WORK TASK:
Below are entries. Copy exactly the lines running from the line that holds "hyphens become an" to the line that holds "for ch in collapsed.chars()", with both ends included.

SOURCE DATA:

================

//! Table descriptors and declared-type mapping.
//!
//! Every source table may ship with a JSON descriptor named `<TABLE>.json`
//! that lists its columns (in authoritative order), their declared type
//! labels, free-text descriptions, and an optional composite primary key.
//!
//! ## Responsibilities
//!
//! - Mapping declared type labels onto SQLite storage types ([`ColumnType`])
//! - Locating and parsing descriptors ([`TableSchema::load_for_table`])
//! - Sanitizing descriptive text so it can live inside a `--` SQL comment

use std::{
    borrow::Cow,
    fmt, fs,
    path::{Path, PathBuf},
};

use anyhow::{Context, Result};
use serde::{Deserialize, Serialize};

use crate::error::TableError;

pub const SCHEMA_EXTENSION: &str = "json";

/// Storage category for a destination column.
#[derive(Debug, Clone, Copy, PartialEq, Eq, Hash, Default)]
pub enum ColumnType {
    Integer,
    Real,
    Numeric,
    #[default]
    Text,
}

impl ColumnType {
    /// Maps a declared type label onto a storage category. Unknown or absent
    /// labels fall back to [`ColumnType::Text`].
    pub fn from_declared(label: Option<&str>) -> Self {
        match label.map(str::trim).unwrap_or_default() {
            "INTEGER" => ColumnType::Integer,
            "NUMERIC" => ColumnType::Numeric,
            "FLOAT" => ColumnType::Real,
            "VARCHAR" | "DATETIME" | "DATETIME (Local)" | "DATETIME (UTC)"
            | "DATETIME (Attached)" => ColumnType::Text,
            _ => ColumnType::Text,
        }
    }

    pub fn sql_name(&self) -> &'static str {
        match self {
            ColumnType::Integer => "INTEGER",
            ColumnType::Real => "REAL",
            ColumnType::Numeric => "NUMERIC",
            ColumnType::Text => "TEXT",
        }
    }
}

impl fmt::Display for ColumnType {
    fn fmt(&self, f: &mut fmt::Formatter<'_>) -> fmt::Result {
        f.write_str(self.sql_name())
    }
}

#[derive(Debug, Clone, Serialize, Deserialize, PartialEq, Eq)]
pub struct ColumnDescriptor {
    pub name: String,
    #[serde(default, rename = "type", skip_serializing_if = "Option::is_none")]
    pub declared_type: Option<String>,
    #[serde(default, skip_serializing_if = "Option::is_none")]
    pub description: Option<String>,
}

impl ColumnDescriptor {
    pub fn column_type(&self) -> ColumnType {
        ColumnType::from_declared(self.declared_type.as_deref())
    }
}

#[derive(Debug, Clone, Serialize, Deserialize, PartialEq, Eq)]
pub struct PrimaryKeyColumn {
    #[serde(rename = "columnName")]
    pub column_name: String,
}

#[derive(Debug, Clone, Serialize, Deserialize, PartialEq, Eq, Default)]
pub struct TableSchema {
    #[serde(default, skip_serializing_if = "Option::is_none")]
    pub description: Option<String>,
    #[serde(
        default,
        rename = "primaryKey",
        skip_serializing_if = "Vec::is_empty"
    )]
    pub primary_key: Vec<PrimaryKeyColumn>,
    #[serde(default)]
    pub columns: Vec<ColumnDescriptor>,
}

impl TableSchema {
    pub fn descriptor_path(schema_dir: &Path, table: &str) -> PathBuf {
        schema_dir.join(format!("{table}.{SCHEMA_EXTENSION}"))
    }

    /// Looks up the descriptor for `table`. A missing or zero-byte file means
    /// the table has no schema and yields `Ok(None)`.
    ///
    /// An unreadable file or invalid JSON is a [`TableError::Schema`]. JSON
    /// that is well formed but lacks required descriptor data (a column
    /// without `name`, a key entry without `columnName`) cannot define a
    /// table and is a [`TableError::Create`].
    pub fn load_for_table(schema_dir: &Path, table: &str) -> Result<Option<Self>, TableError> {
        let path = Self::descriptor_path(schema_dir, table);
        let metadata = match fs::metadata(&path) {
            Ok(metadata) if metadata.is_file() => metadata,
            _ => return Ok(None),
        };
        if metadata.len() == 0 {
            return Ok(None);
        }
        let contents = fs::read_to_string(&path)
            .with_context(|| format!("Opening schema file {path:?}"))
            .map_err(|source| TableError::Schema {
                table: table.to_string(),
                source,
            })?;
        match serde_json::from_str::<TableSchema>(&contents) {
            Ok(schema) => Ok(Some(schema)),
            Err(err) if err.is_data() => Err(TableError::create(
                table,
                format!("invalid descriptor {path:?}: {err}"),
            )),
            Err(err) => Err(TableError::Schema {
                table: table.to_string(),
                source: anyhow::Error::new(err)
                    .context(format!("Parsing schema file {path:?}")),
            }),
        }
    }

    pub fn load(path: &Path) -> Result<Self> {
        let contents =
            fs::read_to_string(path).with_context(|| format!("Opening schema file {path:?}"))?;
        Self::from_json(&contents).with_context(|| format!("Parsing schema file {path:?}"))
    }

    pub fn from_json(contents: &str) -> Result<Self> {
        let schema: TableSchema =
            serde_json::from_str(contents).context("Parsing schema JSON")?;
        Ok(schema)
    }

    pub fn column_names(&self) -> Vec<String> {
        self.columns.iter().map(|c| c.name.clone()).collect()
    }

    pub fn column_types(&self) -> Vec<ColumnType> {
        self.columns.iter().map(ColumnDescriptor::column_type).collect()
    }

    pub fn primary_key_columns(&self) -> Vec<&str> {
        self.primary_key
            .iter()
            .map(|key| key.column_name.as_str())
            .collect()
    }

    pub fn is_primary_key(&self, column: &str) -> bool {
        self.primary_key.iter().any(|key| key.column_name == column)
    }
}

/// Makes free text safe for a trailing `--` comment: double hyphens become an
/// em dash, carriage returns are dropped, and newlines become spaces.
pub fn sanitize_comment(text: &str) -> Cow<'_, str> {
    if !text.contains("--") && !text.contains(['\n', '\r']) {
        return Cow::Borrowed(text);
    }
    let collapsed = text.replace("--", "\u{2014}");
    let mut sanitized = String::with_capacity(collapsed.len());
    for ch in collapsed.chars() {
        match ch {
            '\r' => {}
            '\n' => sanitized.push(' '),
            other => sanitized.push(other),
        }
    }
    Cow::Owned(sanitized)
}
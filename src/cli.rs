use std::path::PathBuf;

use clap::{Args, Parser, Subcommand};

use crate::{
    loader::{
        DEFAULT_DATABASE, DEFAULT_EXTENSION, DEFAULT_SCHEMA_DIR, DEFAULT_SOURCE_DIR,
        SchemaErrorPolicy,
    },
    report::{DEFAULT_ERROR_LIMIT, SpotCheck},
};

#[derive(Debug, Parser)]
#[command(
    author,
    version,
    about = "Load a directory of delimited table exports into SQLite",
    long_about = None
)]
pub struct Cli {
    #[command(subcommand)]
    pub command: Commands,
}

#[derive(Debug, Subcommand)]
pub enum Commands {
    /// Rebuild the database from every source file and print a run report
    Load(LoadArgs),
    /// List the columns, types, and key of a table descriptor
    Columns(ColumnsArgs),
}

#[derive(Debug, Args)]
pub struct LoadArgs {
    /// Directory holding one delimited file per table
    #[arg(short = 'i', long = "source-dir", default_value = DEFAULT_SOURCE_DIR)]
    pub source_dir: PathBuf,
    /// Directory holding one <TABLE>.json descriptor per table
    #[arg(short = 's', long = "schema-dir", default_value = DEFAULT_SCHEMA_DIR)]
    pub schema_dir: PathBuf,
    /// Destination SQLite database (deleted and rebuilt on every run)
    #[arg(short = 'o', long = "database", default_value = DEFAULT_DATABASE)]
    pub database: PathBuf,
    /// File extension that marks a source table
    #[arg(long, default_value = DEFAULT_EXTENSION)]
    pub extension: String,
    /// Field delimiter (supports 'tab', ',', ';', '|'); defaults from the extension
    #[arg(long, value_parser = parse_delimiter)]
    pub delimiter: Option<u8>,
    /// Character encoding of the source files (defaults to utf-8)
    #[arg(long = "input-encoding")]
    pub input_encoding: Option<String>,
    /// How to treat a descriptor that exists but cannot be parsed
    #[arg(long = "schema-errors", value_enum, default_value = "skip")]
    pub schema_errors: SchemaErrorPolicy,
    /// Column population checks of the form TABLE.COLUMN (repeatable)
    #[arg(long = "spot-check", action = clap::ArgAction::Append)]
    pub spot_checks: Vec<SpotCheck>,
    /// Skip the spot checks entirely
    #[arg(long = "no-spot-checks", conflicts_with = "spot_checks")]
    pub no_spot_checks: bool,
    /// Maximum number of errors listed in the report
    #[arg(long = "error-limit", default_value_t = DEFAULT_ERROR_LIMIT)]
    pub error_limit: usize,
}

#[derive(Debug, Args)]
pub struct ColumnsArgs {
    /// Descriptor file to inspect
    #[arg(short = 'm', long = "schema")]
    pub schema: PathBuf,
    /// Print descriptions without truncation
    #[arg(long)]
    pub full: bool,
}

pub fn parse_delimiter(value: &str) -> Result<u8, String> {
    match value {
        "tab" | "\t" | "\\t" => Ok(b'\t'),
        "comma" | "," => Ok(b','),
        "|" | "pipe" => Ok(b'|'),
        ";" | "semicolon" => Ok(b';'),
        other => {
            let mut chars = other.chars();
            let first = chars
                .next()
                .ok_or_else(|| "Delimiter cannot be empty".to_string())?;
            if chars.next().is_some() {
                return Err("Delimiter must be a single character".to_string());
            }
            if !first.is_ascii() {
                return Err("Delimiter must be ASCII".to_string());
            }
            Ok(first as u8)
        }
    }
}

#[cfg(test)]
mod tests {
    use super::*;
    use clap::CommandFactory;

    #[test]
    fn cli_definition_is_consistent() {
        Cli::command().debug_assert();
    }

    #[test]
    fn parse_delimiter_accepts_names_and_characters() {
        assert_eq!(parse_delimiter("tab"), Ok(b'\t'));
        assert_eq!(parse_delimiter("\\t"), Ok(b'\t'));
        assert_eq!(parse_delimiter("pipe"), Ok(b'|'));
        assert_eq!(parse_delimiter("#"), Ok(b'#'));
        assert!(parse_delimiter("").is_err());
        assert!(parse_delimiter("ab").is_err());
    }

    #[test]
    fn load_defaults_match_export_layout() {
        let cli = Cli::try_parse_from(["tsv-sqlite-loader", "load"]).unwrap();
        let Commands::Load(args) = cli.command else {
            panic!("expected load command");
        };
        assert_eq!(args.source_dir, PathBuf::from("tsv"));
        assert_eq!(args.schema_dir, PathBuf::from("schemas"));
        assert_eq!(args.database, PathBuf::from("ehi_clean.db"));
        assert_eq!(args.schema_errors, SchemaErrorPolicy::Skip);
        assert_eq!(args.error_limit, 15);
        assert!(args.spot_checks.is_empty());
    }

    #[test]
    fn spot_checks_parse_as_table_column_pairs() {
        let cli = Cli::try_parse_from([
            "tsv-sqlite-loader",
            "load",
            "--spot-check",
            "PATIENT.PAT_NAME",
            "--spot-check",
            "ALLERGY.ALLERGEN_ID",
        ])
        .unwrap();
        let Commands::Load(args) = cli.command else {
            panic!("expected load command");
        };
        assert_eq!(
            args.spot_checks,
            vec![
                SpotCheck::new("PATIENT", "PAT_NAME"),
                SpotCheck::new("ALLERGY", "ALLERGEN_ID")
            ]
        );
        assert!(Cli::try_parse_from(["tsv-sqlite-loader", "load", "--spot-check", "BAD"]).is_err());
    }
}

================

SOLUTION FOR THIS EXERCISE:
/// Makes free text safe for a trailing `--` comment: double hyphens become an
/// em dash, carriage returns are dropped, and newlines become spaces.
pub fn sanitize_comment(text: &str) -> Cow<'_, str> {
    if !text.contains("--") && !text.contains(['\n', '\r']) {
        return Cow::Borrowed(text);
    }
    let collapsed = text.replace("--", "\u{2014}");
    let mut sanitized = String::with_capacity(collapsed.len());
    for ch in collapsed.chars() {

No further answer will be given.